IBM is on a mission to transform the nature of work.

Upcoming demographic shifts in the composition of the workforce are the catalyst for change in developed countries. By 2025, about 20 per cent of the populations of the U.S. and U.K. will consist of people over the age of 60. In older societies such as Japan and Germany, the comparable figures will be over 30 per cent.

The number of Canadians participating in the labour force is expected to contract starting in 2016, according to IBM research. Industry sectors that will be hardest hit are utilities, healthcare, education and public service.

These are sectors where workers have a propensity to retire in their fifties. They are also unionized environments that weathered the economic storms of the 1980s and 1990s by downsizing junior staff.
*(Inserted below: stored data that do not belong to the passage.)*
//! Per-item operations for the file and application queues

use std::sync::Arc;

use async_trait::async_trait;
use tracing::{debug, info, warn};

use crate::errors::AgentError;
use crate::filesys::dir::Dir;
use crate::filesys::file::File;
use crate::models::config::{AppSource, ApplicationSpec, FileSpec};
use crate::platform::{
    Capabilities, DownloadProgress, Downloader, FileRecord, FileRecordStore, NotificationSink,
    PackageManager, RemoteLog, RemoteLogLevel,
};
use crate::utils::now_secs;

/// Performs the operation behind one queue entry
#[async_trait]
pub trait ItemExecutor<T>: Send + Sync {
    async fn execute(&self, item: &T) -> Result<(), AgentError>;
}

/// Download, verify and move files into the managed root; delete removed ones
pub struct FileExecutor {
    downloader: Arc<dyn Downloader>,
    records: Arc<dyn FileRecordStore>,
    files_dir: Dir,
    notifier: Arc<dyn NotificationSink>,
    remote_log: Arc<dyn RemoteLog>,
}

impl FileExecutor {
    pub fn new(
        downloader: Arc<dyn Downloader>,
        records: Arc<dyn FileRecordStore>,
        files_dir: Dir,
        notifier: Arc<dyn NotificationSink>,
        remote_log: Arc<dyn RemoteLog>,
    ) -> Self {
        Self {
            downloader,
            records,
            files_dir,
            notifier,
            remote_log,
        }
    }

    /// Removal never fails the queue: errors are reported and the entry is done
    async fn remove(&self, spec: &FileSpec) {
        self.remote_log
            .log(RemoteLogLevel::Debug, format!("Removing file: {}", spec.path));

        let removed = match self.files_dir.resolve(&spec.path) {
            Ok(file) => file.delete().await,
            Err(e) => Err(e),
        };
        let forgotten = self.records.delete(&spec.path).await;

        if let Err(e) = removed.and(forgotten) {
            warn!("Failed to remove file {}: {}", spec.path, e);
            self.remote_log.log(
                RemoteLogLevel::Warn,
                format!("Failed to remove file {}: {}", spec.path, e),
            );
        }
    }

    async fn install(&self, spec: &FileSpec, url: &str) -> Result<(), AgentError> {
        let target = self
            .files_dir
            .resolve(&spec.path)
            .map_err(|e| AgentError::item_failed(&spec.path, e))?;

        let message = format!("Downloading file {}", spec.path);
        self.notifier.on_provisioning_progress(&message, Some(0));
        self.remote_log
            .log(RemoteLogLevel::Debug, format!("Downloading file: {}", spec.path));

        let notifier = &self.notifier;
        let on_progress = |progress: DownloadProgress| {
            notifier.on_provisioning_progress(&message, Some(progress.pct));
        };
        let temp = self
            .downloader
            .download_to_temp(url, &on_progress)
            .await
            .map_err(|e| AgentError::item_failed(&spec.path, e))?;

        let downloaded = File::new(&temp);
        let result = self.verify_and_move(spec, &downloaded, &target).await;
        if result.is_err() {
            if let Err(e) = downloaded.delete().await {
                debug!("Failed to clean up {}: {}", temp.display(), e);
            }
        }
        let checksum = result?;

        self.records
            .persist(
                &spec.path,
                FileRecord {
                    url: spec.url.clone(),
                    checksum: Some(checksum),
                    installed_at: now_secs(),
                },
            )
            .await?;
        info!("File {} installed", spec.path);
        Ok(())
    }

    /// Check the download against the expected checksum and move it in place
    async fn verify_and_move(
        &self,
        spec: &FileSpec,
        downloaded: &File,
        target: &File,
    ) -> Result<String, AgentError> {
        let actual = downloaded
            .sha256()
            .await
            .map_err(|e| AgentError::item_failed(&spec.path, e))?;

        if let Some(expected) = &spec.checksum {
            if !expected.eq_ignore_ascii_case(&actual) {
                return Err(AgentError::item_failed(
                    &spec.path,
                    format!("checksum mismatch: expected {}, got {}", expected, actual),
                ));
            }
        }

        target
            .replace_with(downloaded.path())
            .await
            .map_err(|e| AgentError::item_failed(&spec.path, e))?;
        Ok(actual)
    }
}

#[async_trait]
impl ItemExecutor<FileSpec> for FileExecutor {
    async fn execute(&self, spec: &FileSpec) -> Result<(), AgentError> {
        if spec.remove {
            self.remove(spec).await;
            return Ok(());
        }
        match spec.url.as_deref() {
            Some(url) => self.install(spec, url).await,
            None => Ok(()),
        }
    }
}

/// Install, update and remove applications through the package manager
pub struct AppExecutor {
    packages: Arc<dyn PackageManager>,
    downloader: Arc<dyn Downloader>,
    caps: Arc<dyn Capabilities>,
    notifier: Arc<dyn NotificationSink>,
    remote_log: Arc<dyn RemoteLog>,
}

impl AppExecutor {
    pub fn new(
        packages: Arc<dyn PackageManager>,
        downloader: Arc<dyn Downloader>,
        caps: Arc<dyn Capabilities>,
        notifier: Arc<dyn NotificationSink>,
        remote_log: Arc<dyn RemoteLog>,
    ) -> Self {
        Self {
            packages,
            downloader,
            caps,
            notifier,
            remote_log,
        }
    }

    async fn uninstall(&self, app: &ApplicationSpec, device_owner: bool) -> Result<(), AgentError> {
        self.notifier
            .on_provisioning_progress(&format!("Removing {}", app.display_name()), None);
        self.remote_log
            .log(RemoteLogLevel::Debug, format!("Removing app: {}", app.pkg));

        let result = if device_owner {
            self.packages.uninstall_silently(&app.pkg).await
        } else {
            self.packages.uninstall_interactive(&app.pkg).await
        };
        result.map_err(|e| platform_error(&app.pkg, e))
    }

    async fn install_direct(
        &self,
        app: &ApplicationSpec,
        url: &str,
        device_owner: bool,
    ) -> Result<(), AgentError> {
        let message = format!("Downloading {}", app.display_name());
        self.notifier.on_provisioning_progress(&message, Some(0));
        self.remote_log
            .log(RemoteLogLevel::Debug, format!("Downloading app: {}", app.pkg));

        let notifier = &self.notifier;
        let on_progress = |progress: DownloadProgress| {
            notifier.on_provisioning_progress(&message, Some(progress.pct));
        };
        let package_file = self
            .downloader
            .download_to_temp(url, &on_progress)
            .await
            .map_err(|e| AgentError::item_failed(&app.pkg, e))?;

        self.notifier
            .on_provisioning_progress(&format!("Installing {}", app.display_name()), None);
        let result = if device_owner {
            self.packages.install_silently(&package_file, &app.pkg).await
        } else {
            self.packages.install_interactive(&package_file, &app.pkg).await
        };

        if let Err(e) = File::new(&package_file).delete().await {
            debug!("Failed to clean up {}: {}", package_file.display(), e);
        }
        result.map_err(|e| platform_error(&app.pkg, e))
    }
}

/// Keep platform errors as they are, wrap anything else coming from the platform
fn platform_error(package: &str, err: AgentError) -> AgentError {
    match err {
        AgentError::InstallPlatformError { .. } => err,
        other => AgentError::install_failed(package, other),
    }
}

#[async_trait]
impl ItemExecutor<ApplicationSpec> for AppExecutor {
    async fn execute(&self, app: &ApplicationSpec) -> Result<(), AgentError> {
        let device_owner = self.caps.is_device_owner().await;

        if app.remove {
            return self.uninstall(app, device_owner).await;
        }

        match app.source() {
            AppSource::None => Ok(()),
            AppSource::Marketplace(uri) => {
                self.remote_log.log(
                    RemoteLogLevel::Info,
                    format!("Installing app {} from marketplace", app.pkg),
                );
                self.packages
                    .install_from_marketplace(uri, &app.pkg)
                    .await
                    .map_err(|e| platform_error(&app.pkg, e))
            }
            AppSource::Direct(url) => self.install_direct(app, url, device_owner).await,
        }
    }
}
IBM is aiming to take the lead in offering services to help organizations deal with the labour shortages anticipated as populations age.

“We as a society will need to do a business transformation,” said Terry Lister, a Toronto-based partner within IBM’s new human capital management consulting group. “We will also need good IT services to maintain the productivity we’ll be losing with the retirement of major chunks of the workforce.”

Cultural anthropologists, social scientists and researchers, in addition to IBM consultants, will help organizations analyze their workforce needs and develop strategies to adapt.

Demographic issues extend beyond the workforce to customer requirements, as they too will be aging, said Lister. Web sites, for example, may need to be redesigned with larger fonts to make them more readable to older eyes, she said.

For many organizations, succession planning in the form of flexible, part-time work arrangements to encourage older workers to stay on past retirement, mentoring and training programs, and incentives to attract new entrants will be needed.

Technology will also play a major role in addressing the issue by streamlining business processes, developing knowledge systems, and automating low-value work.

In the public sector, there are a number of corporate functions that are amenable to automation, explained Lister. Payroll services, for example, are often time-consuming, manual processes. “If these functions are handled by people who will be retiring in the next few years, are you going to have a succession plan that replaces them? Does that make sense?” said Lister.

Instead of training new replacement workers to handle the grunt work in the same way, Lister pointed out that wise organizations should consider automating such processes, and look into obtaining staff to handle high-end work such as monitoring, analysis and verification, post-automation.

Organizations that will be affected by demographic shifts have a general awareness of the coming problem, she said. “But many organizations haven’t thought through the repercussions. Some wait-and-see is fine, but if your solution is not succession, you don’t have the same lead time.”

The power sector is an example of an area that will be particularly hard hit by demographic shifts.

The Canadian demographic profile reflects the one emerging across North America’s power sector. About 40 per cent of employees will be eligible to retire by 2014, according to the Canadian Electricity Association (CEA), a national organization mandated to address human resources issues. All positions across the board will be impacted, said Tom Goldy, CEO of the CEA.

Encouraging workers to stay on post-retirement is difficult, he said. Many workers have been working for decades and have well-funded pensions, so they have little economic incentive to stay on. Moreover, part-time work arrangements are not an option in areas like operations and maintenance of the critical power infrastructure, where you need the right people on hand at defined times on an ongoing basis.